By IANS
New Delhi : India may not want to commit to mandatory greenhouse gas (GHG) emission reductions after 2012, but what does it want to do to combat climate change? That is what Yvo de Boer, executive secretary of the UN Framework Convention on Climate Change (UNFCCC), wants to find out during his stay here.
“I want to hear from the government and from businesses to get a better understanding of India’s position. The government says what India does not want to do on climate change. I want to know what India wants to do,” de Boer told reporters Wednesday.

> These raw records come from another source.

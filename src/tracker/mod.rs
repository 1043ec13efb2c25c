//! Track finding and fitting
//!
//! - [`config`] - Thresholds, budgets and passes
//! - [`association`] - Search windows and chi2-gated candidates
//! - [`hypothesis`] - Ranking and best-hypothesis bookkeeping
//! - [`finder`] - Depth-first inward search for one seed
//! - [`refit`] - Outward and inward refits over the recorded clusters
//! - [`seeding`] - Seeds from cluster triplets
//! - [`quality`] - Truth labels and dE/dx
//! - [`controller`] - [`Tracker`], the per-event driver
//! - [`event`] - Event input and output records
//! - [`stats`] - Per-event counters
//! - [`reporter`] - Observability callbacks

pub mod association;
pub mod config;
pub mod controller;
pub mod event;
pub mod finder;
pub mod hypothesis;
pub mod quality;
pub mod refit;
pub mod reporter;
pub mod seeding;
pub mod stats;

// ============================================================================
// Defaults
// ============================================================================

/// chi2 gate of a cluster (two degrees of freedom)
pub const DEFAULT_CHI2_MAX: f64 = 30.0;

/// Search window half-width in predicted sigmas
pub const DEFAULT_N_SIGMA: f64 = 3.5;

/// Layers a track may cross without a cluster
pub const DEFAULT_MAX_SKIPS: usize = 2;

/// Consecutive layers a track may cross without a cluster
pub const DEFAULT_MAX_CONSECUTIVE_SKIPS: usize = 1;

/// Branches kept per layer
pub const DEFAULT_MAX_CANDIDATES: usize = 4;

/// Search nodes per seed and pass
pub const DEFAULT_MAX_HYPOTHESES: usize = 200;

// ============================================================================
// Re-exports
// ============================================================================

pub use config::{
    LayerSearchConfig, PassConfig, RefitConfig, SeedingConfig, StandaloneMode, TrackerConfig,
    TrackerConfigBuilder,
};
pub use controller::Tracker;
pub use event::{EventInput, EventOutput, ReconstructedTrack, Seed, TrackEstimate, TrackFlags};
pub use finder::{SearchResult, TrackFinder};
pub use hypothesis::{HypothesisManager, Ranking};
pub use refit::{RefitResult, Refitter};
pub use reporter::{
    CompositeReporter, DebugReporter, LoggingReporter, NoOpReporter, TrackingReporter,
};
pub use seeding::StandaloneSeeder;
pub use stats::EventStats;
//! Outward and inward refits over the recorded clusters
//!
//! No search happens here: the clusters a hypothesis collected are replayed
//! in order. The outward pass starts at the innermost estimate and ends at
//! the outermost cluster, which is the estimate handed back to the outer
//! detector. The inward pass starts from there with a fresh covariance and
//! gives the final estimate, at the vertex for constrained tracks.

use super::config::{PassConfig, RefitConfig};
use super::quality::path_length_factor;
use crate::detector::{ClusterRef, Detector, DetectorLayer};
use crate::error::{Result, TrackingError};
use crate::track::{Material, Propagator, TrackState, Vertex};

/// Estimates produced by a successful refit
#[derive(Debug, Clone)]
pub struct RefitResult {
    /// Final inward estimate
    pub state: TrackState,
    /// Estimate at the outermost cluster after the outward pass
    pub outer: TrackState,
    /// Cluster charge divided by the path-length factor, outermost first
    pub dedx_samples: Vec<f64>,
}

/// Replays recorded clusters through the detector
pub struct Refitter<'a> {
    detector: &'a Detector,
    propagator: Propagator,
    config: &'a RefitConfig,
}

impl<'a> Refitter<'a> {
    pub fn new(detector: &'a Detector, propagator: Propagator, config: &'a RefitConfig) -> Self {
        Self {
            detector,
            propagator,
            config,
        }
    }

    /// Refit a hypothesis produced by the search
    ///
    /// `vertex` is applied at the end of the inward pass for constrained
    /// passes. A cluster failing the refit gate fails the whole refit.
    pub fn refit(
        &self,
        search: &TrackState,
        vertex: Option<(&Vertex, &PassConfig)>,
    ) -> Result<RefitResult> {
        let clusters: Vec<ClusterRef> = search.cluster_refs().collect();
        if clusters.is_empty() {
            return Err(TrackingError::InsufficientClusters {
                found: 0,
                required: 1,
            });
        }

        let mut outward = self.restart(search);
        for &cluster in &clusters {
            self.visit(&mut outward, cluster, 1.0, clusters.len())?;
        }
        let outer = outward.clone();

        let mut inward = self.restart(&outward);
        let mut dedx_samples = Vec::with_capacity(clusters.len());
        for &cluster in clusters.iter().rev() {
            let factor = self.visit(&mut inward, cluster, -1.0, clusters.len())?;
            if let Some(record) = self.detector.cluster(cluster) {
                dedx_samples.push(record.charge / factor);
            }
        }

        if let Some((vertex, pass)) = vertex {
            let shells = self.detector.passive_between(inward.radius(), 0.0);
            let outcome = self.propagator.constrain_to_vertex(
                &mut inward,
                vertex,
                pass.vertex_weight,
                pass.vertex_chi2_max,
                &shells,
            )?;
            if !outcome.is_accepted() {
                log::debug!("refit: vertex rejected with chi2 {:.2}", outcome.chi2());
            }
        }

        Ok(RefitResult {
            state: inward,
            outer,
            dedx_samples,
        })
    }

    /// Copy of `state` without fit history and with an inflated covariance
    fn restart(&self, state: &TrackState) -> TrackState {
        let mut fresh = state.clone();
        fresh.reset_history();
        fresh.reset_covariance(self.config.covariance_scale);
        fresh
    }

    /// Move to a cluster's module, update with it and cross the layer
    ///
    /// Returns the path-length factor at the cluster.
    fn visit(
        &self,
        state: &mut TrackState,
        cluster_ref: ClusterRef,
        direction: f64,
        expected: usize,
    ) -> Result<f64> {
        let cluster = self.detector.cluster(cluster_ref).ok_or_else(|| {
            TrackingError::input(format!("unknown cluster {:?}", cluster_ref))
        })?;
        let layer = self.detector.layer(cluster_ref.layer);
        let module = layer.module(cluster.module).ok_or_else(|| {
            TrackingError::input(format!("cluster {:?} on unknown module", cluster_ref))
        })?;

        let shells = self.detector.passive_between(state.radius(), layer.radius());
        self.propagator.cross_shells(state, &shells)?;
        state.rotate(module.alpha)?;
        state.transport_to(module.x)?;

        let outcome = state.update(cluster_ref, cluster, self.config.chi2_max)?;
        if !outcome.is_accepted() {
            log::debug!(
                "refit: cluster {:?} rejected with chi2 {:.2}",
                cluster_ref,
                outcome.chi2()
            );
            return Err(TrackingError::InsufficientClusters {
                found: state.n_clusters(),
                required: expected,
            });
        }
        let factor = path_length_factor(state.snp(), state.tgl());

        let x0 = layer.thickness(state.y(), state.z());
        self.propagator.correct_for_material(
            state,
            Material::new(x0, DetectorLayer::x_rho(x0)),
            direction,
        )?;
        Ok(factor)
    }
}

The UN’s top climate change official was even more blunt in his criticism of developed countries. “The US is not doing enough to combat climate change. Not a single industrialised country is doing enough.”
De Boer is in Delhi to attend the Sustainable Development Summit organised by The Energy and Resources Institute (TERI) on the theme of climate change here Feb 7-9. He has just attended a meeting of major economies on the same subject in Honolulu.
“The Honolulu meet was far more positive than the previous meet of this group,” de Boer told IANS. “But addressing climate change remain a very difficult process. The European Union wants legally binding GHG emission reduction targets, while the US is still opposing it.”
GHG emissions are warming the earth’s atmosphere and leading to climate change that is already affecting farm output, leading to weather extremes and raising sea levels, mainly in the tropics and sub-tropics. Power generation in thermal plants is the single biggest source of carbon dioxide – the major GHG.
Industrialised countries account for almost all extra GHG in the air today. Under the 1997 Kyoto Protocol, between 2008 and 2012, these countries (except the US) have committed to reduce their GHG emissions by five percent, compared to 1990.
While few industrialised countries are likely to meet this target, they have been asking growing economies like China, India, Brazil and South Africa to commit to GHG emission reductions after 2012, a position strongly opposed by India.
De Boer, the man at the centre of these international negotiations, predicted that the next treaty to address climate change “would be one of the most complicated international agreements ever”.
The previous UN conference on climate change in Bali last December gave a two-year timeframe to complete the negotiations.
“The Bali roadmap calls for boldness,” de Boer said, “because it affects energy pricing, energy security, industrial competitiveness and air quality leading to increased health costs”.